Apalachicola Crossroads

The panhandle is full of many treasures. For decades Apalachicola benefited from a thriving seafood industry, but the last few years haven't been kind.

High gas prices, monster storms and rising real estate taxes aren't the foundation early settlers used to build Apalachicola, but those are the realities the city's current residents deal with as they struggle to make their way in a changing community.

The invention of refrigeration, accessible transportation routes, and a bay that naturally sustains itself; everything fell into place in the early days to create Apalachicola's seafood industry, but just like the changing waters that flow down the Apalachicola River into the bay, this town has been forced to change with the times.

Joseph Parish, seafood plant manager, says, "As people move into this area they overvalue the property, which then causes your property value to rise, which in turn makes your taxes rise and the overall cost of maintaining the industry has become very great."

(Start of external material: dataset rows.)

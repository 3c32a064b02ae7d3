//! # raptor-core
//!
//! Foundation crate for the RAPTOR retrieval pipeline.
//! Defines the tree data model, boundary traits, errors, config, and constants.
//! Every other crate in the workspace depends on this.

pub mod cancellation;
pub mod config;
pub mod constants;
pub mod errors;
pub mod models;
pub mod traits;

// Re-export the most commonly used types at the crate root.
pub use cancellation::CancellationToken;
pub use config::{RaptorConfig, RetrievalConfig, RerankConfig, SelectionMode, TraversalMode};
pub use errors::{RaptorError, RaptorResult};
pub use models::{CandidateNode, NodeId, RerankedCandidate, TreeNode};
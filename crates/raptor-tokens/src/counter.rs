use moka::sync::Cache;
use raptor_core::errors::{RaptorError, RaptorResult};
use std::sync::Arc;
use tiktoken_rs::CoreBPE;

/// Default number of cached per-text counts.
pub const DEFAULT_TOKEN_CACHE_CAPACITY: u64 = 10_000;

/// Accurate token counter wrapping tiktoken's cl100k_base tokenizer.
/// Caches results per blake3 content hash for performance.
pub struct TokenCounter {
    bpe: Arc<CoreBPE>,
    cache: Cache<String, usize>,
}

impl TokenCounter {
    /// Create a new TokenCounter with the given cache capacity.
    pub fn new(cache_capacity: u64) -> RaptorResult<Self> {
        let bpe = tiktoken_rs::cl100k_base().map_err(|e| RaptorError::TokenizerUnavailable {
            reason: e.to_string(),
        })?;
        Ok(Self {
            bpe: Arc::new(bpe),
            cache: Cache::new(cache_capacity),
        })
    }

    /// Counter with [`DEFAULT_TOKEN_CACHE_CAPACITY`].
    pub fn with_default_capacity() -> RaptorResult<Self> {
        Self::new(DEFAULT_TOKEN_CACHE_CAPACITY)
    }

    /// Count tokens in the given text (uncached).
    pub fn count(&self, text: &str) -> usize {
        self.bpe.encode_ordinary(text).len()
    }

    /// Count tokens with blake3 content-hash caching.
    /// Repeated calls with the same text return the cached result.
    pub fn count_cached(&self, text: &str) -> usize {
        let hash = blake3::hash(text.as_bytes()).to_hex().to_string();
        self.cache.get_with(hash, || self.count(text))
    }
}

impl std::fmt::Debug for TokenCounter {
    fn fmt(&self, f: &mut std::fmt::Formatter<'_>) -> std::fmt::Result {
        f.debug_struct("TokenCounter")
            .field("cached_entries", &self.cache.entry_count())
            .finish()
    }
}
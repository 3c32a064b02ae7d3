//! # raptor-index
//!
//! Read-only tree index consumed by the recall stage.
//!
//! ```text
//! InMemoryTree
//! ├── validation    : ids, child levels, parent pointers, orphans
//! ├── embedding     : nodes without a vector are embedded at build time
//! ├── QueryCache    : one embedding per distinct query (blake3 key, moka)
//! └── similarity    : cosine over stored vectors, parallel via rayon
//! ```

pub mod query_cache;
pub mod similarity;
pub mod tree;
mod validation;

pub use query_cache::QueryCache;
pub use tree::InMemoryTree;
//! Tracing setup: structured logging with span definitions and event types.

pub mod events;
pub mod spans;

use std::sync::Once;

use raptor_core::config::ObservabilityConfig;
use tracing_subscriber::EnvFilter;

/// Environment variable consulted for the log filter.
pub const LOG_ENV_VAR: &str = "RAPTOR_LOG";

static INIT: Once = Once::new();

/// Initialize the tracing subscriber with structured JSON output.
///
/// Respects `RAPTOR_LOG` for filtering, defaulting to `info`. Only the first
/// call in a process installs a subscriber; later calls are no-ops.
pub fn init_tracing() {
    init_from_config(&ObservabilityConfig::default());
}

/// Initialize tracing with a custom filter string (for testing or embedding).
pub fn init_tracing_with_filter(filter: &str) {
    let filter = EnvFilter::new(filter);
    INIT.call_once(|| {
        let _ = tracing_subscriber::fmt()
            .with_env_filter(filter)
            .with_target(true)
            .json()
            .try_init();
    });
}

/// Initialize from an [`ObservabilityConfig`]. `RAPTOR_LOG` overrides `log_level`.
pub fn init_from_config(config: &ObservabilityConfig) {
    let filter = EnvFilter::try_from_env(LOG_ENV_VAR)
        .unwrap_or_else(|_| EnvFilter::new(&config.log_level));
    let json = config.json_logs;
    INIT.call_once(|| {
        let builder = tracing_subscriber::fmt()
            .with_env_filter(filter)
            .with_target(true)
            .with_thread_ids(true)
            .with_file(true)
            .with_line_number(true);
        // A subscriber installed elsewhere (e.g. by a host application) wins.
        let _ = if json {
            builder.json().try_init()
        } else {
            builder.try_init()
        };
    });
}
use chrono::{DateTime, Utc};
use serde::{Deserialize, Serialize};

/// A degradation event when a stage falls back to a lower-quality mode.
#[derive(Debug, Clone, Serialize, Deserialize)]
pub struct DegradationEvent {
    pub component: String,
    pub failure: String,
    pub fallback_used: String,
    pub timestamp: DateTime<Utc>,
}

impl DegradationEvent {
    /// Stamp a new event with the current time.
    pub fn now(
        component: impl Into<String>,
        failure: impl Into<String>,
        fallback_used: impl Into<String>,
    ) -> Self {
        Self {
            component: component.into(),
            failure: failure.into(),
            fallback_used: fallback_used.into(),
            timestamp: Utc::now(),
        }
    }
}
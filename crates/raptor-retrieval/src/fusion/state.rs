use raptor_observability::events;

/// Lifecycle of one query.
#[derive(Debug, Clone, Copy, PartialEq, Eq)]
pub enum QueryState {
    Recalling,
    DecidingRerank,
    Reranking,
    SkippingRerank,
    Merging,
    Done,
    Failed,
}

impl QueryState {
    pub fn as_str(self) -> &'static str {
        match self {
            Self::Recalling => "recalling",
            Self::DecidingRerank => "deciding_rerank",
            Self::Reranking => "reranking",
            Self::SkippingRerank => "skipping_rerank",
            Self::Merging => "merging",
            Self::Done => "done",
            Self::Failed => "failed",
        }
    }
}

/// Current state of a query; every change is logged at debug level.
#[derive(Debug)]
pub(crate) struct StateMachine {
    state: QueryState,
}

impl StateMachine {
    pub(crate) fn start() -> Self {
        Self {
            state: QueryState::Recalling,
        }
    }

    pub(crate) fn advance(&mut self, next: QueryState) {
        events::query_state(self.state.as_str(), next.as_str());
        self.state = next;
    }
}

When Smokey Parish started working with Buddy Wards and Sons Seafood 30 years ago there were eight other seafood processing plants on this block. Now they're the lone survivor.

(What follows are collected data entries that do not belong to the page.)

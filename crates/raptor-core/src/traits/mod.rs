mod embedding;
mod rerank_model;
mod tree_index;

pub use embedding::IEmbeddingProvider;
pub use rerank_model::IRerankModel;
pub use tree_index::ITreeIndex;
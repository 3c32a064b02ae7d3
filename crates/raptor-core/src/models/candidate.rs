use std::sync::Arc;

use super::node::{NodeId, TreeNode};

/// Anything that occupies part of the token budget.
pub trait TokenWeighted {
    fn token_count(&self) -> usize;
}

/// A node surfaced by the recall stage together with its similarity to the query.
#[derive(Debug, Clone)]
pub struct CandidateNode {
    pub node: Arc<TreeNode>,
    /// Similarity from the tree index (higher = more relevant).
    pub recall_score: f64,
    /// Tokens of `node.text`, counted once during recall.
    pub token_count: usize,
}

impl CandidateNode {
    pub fn id(&self) -> NodeId {
        self.node.id
    }
}

impl TokenWeighted for CandidateNode {
    fn token_count(&self) -> usize {
        self.token_count
    }
}

/// A recalled node re-scored by the rerank model.
#[derive(Debug, Clone)]
pub struct RerankedCandidate {
    pub node: Arc<TreeNode>,
    /// Model-specific relevance, not normalized.
    pub rerank_score: f64,
    /// Score the node carried out of recall; used as the first tie-break.
    pub recall_score: f64,
    pub token_count: usize,
}

impl RerankedCandidate {
    pub fn from_candidate(candidate: &CandidateNode, rerank_score: f64) -> Self {
        Self {
            node: Arc::clone(&candidate.node),
            rerank_score,
            recall_score: candidate.recall_score,
            token_count: candidate.token_count,
        }
    }

    pub fn id(&self) -> NodeId {
        self.node.id
    }
}

impl TokenWeighted for RerankedCandidate {
    fn token_count(&self) -> usize {
        self.token_count
    }
}
use std::time::Duration;

use serde::{Deserialize, Serialize};

use super::candidate::{CandidateNode, RerankedCandidate};
use super::degradation_event::DegradationEvent;
use super::node::{NodeId, TreeNode};

/// Why the rerank stage did or did not shape the final order.
#[derive(Debug, Clone, Copy, PartialEq, Serialize, Deserialize)]
#[serde(tag = "decision", rename_all = "snake_case")]
pub enum RerankDecision {
    /// `rerank_enabled` is false or no gateway is attached.
    Disabled,
    /// The recall pool holds no more than `top_k` nodes.
    PoolTooSmall { pool: usize },
    /// Recall scores already spread at least the threshold apart.
    SpreadTooWide { spread: f64 },
    /// The rerank model ordered the result.
    Reranked,
    /// The rerank model was unavailable; the recall order was used.
    FellBack,
}

/// Final passages, typed by whether rerank ran.
#[derive(Debug, Clone)]
pub enum RetrievedPassages {
    Reranked(Vec<RerankedCandidate>),
    RecallOrdered(Vec<CandidateNode>),
}

/// Where a returned node sits in the tree.
#[derive(Debug, Clone, Copy, PartialEq, Eq, Serialize, Deserialize)]
pub struct LayerInfo {
    pub node_index: NodeId,
    pub layer_number: usize,
}

impl RetrievedPassages {
    pub fn len(&self) -> usize {
        match self {
            Self::Reranked(items) => items.len(),
            Self::RecallOrdered(items) => items.len(),
        }
    }

    pub fn is_empty(&self) -> bool {
        self.len() == 0
    }

    pub fn is_reranked(&self) -> bool {
        matches!(self, Self::Reranked(_))
    }

    /// Nodes in final order.
    pub fn nodes(&self) -> Vec<&TreeNode> {
        match self {
            Self::Reranked(items) => items.iter().map(|c| c.node.as_ref()).collect(),
            Self::RecallOrdered(items) => items.iter().map(|c| c.node.as_ref()).collect(),
        }
    }

    pub fn node_ids(&self) -> Vec<NodeId> {
        self.nodes().into_iter().map(|n| n.id).collect()
    }

    pub fn total_tokens(&self) -> usize {
        match self {
            Self::Reranked(items) => items.iter().map(|c| c.token_count).sum(),
            Self::RecallOrdered(items) => items.iter().map(|c| c.token_count).sum(),
        }
    }

    /// Passage texts joined for a generation prompt: line breaks inside a passage
    /// become spaces, and every passage ends with a blank line.
    pub fn context(&self) -> String {
        let mut out = String::new();
        for node in self.nodes() {
            let flattened: Vec<&str> = node.text.lines().collect();
            out.push_str(&flattened.join(" "));
            out.push_str("\n\n");
        }
        out
    }

    pub fn layer_information(&self) -> Vec<LayerInfo> {
        self.nodes()
            .into_iter()
            .map(|n| LayerInfo {
                node_index: n.id,
                layer_number: n.level,
            })
            .collect()
    }
}

/// Everything one `retrieve` call produced.
#[derive(Debug, Clone)]
pub struct RetrievalOutcome {
    pub passages: RetrievedPassages,
    pub decision: RerankDecision,
    /// Size of the budget-trimmed recall pool.
    pub candidates_recalled: usize,
    /// Set when the rerank stage degraded to the recall order.
    pub degradation: Option<DegradationEvent>,
    pub latency: Duration,
}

"In reality, when these people bought the properties in the commercial fishing zone, they know what they were buying when they bought it, they utilized it for the last 40 to 50 years just for seafood and now they are ready to cash in their chips."

It explains why across the street from the shrimp plant there's now single family housing.

So why not jump on the real-estate boom bandwagon? Because for some oystering is a way of life. Chances are if you've eaten oysters in Florida it was harvested right here in the panhandle.

Apalachicola Bay accounts for whopping 90 percent of Florida's oyster output and 10 percent of the nation's supply. Add in shrimp, blue crab, and fin-fish, amd the industry brings in more than $11 million worth of seafood to these dock each year.

More than half of Franklin County's population makes a living off the seafood industry, but the business is hurting.

"After Hurricane Katrina and Hurricane Rita the price of fuel went up to $3.00 where is was $1.75, so it almost doubled in the fuel cost."

It’s making it almost impossible for shrimpers to compete against foreign competitors, and that was just the beginning. The storms brought in red tide killing millions of fish and bringing the oyster industry to a complete halt.

Grady Leavins, Leavins Seafood owner, says, "The red tide was in this bay so long. Since oysters are filter feeders, not only is it in their digestive tract, that it's been disbursed in the oyster itself."

As of now, the Florida Wildlife Commission still has the Apalachicola Bay closed to oyster fishing. If the seafood industry overcomes these battles and even survives on a smaller scale, where does the town of Apalachicola go from here?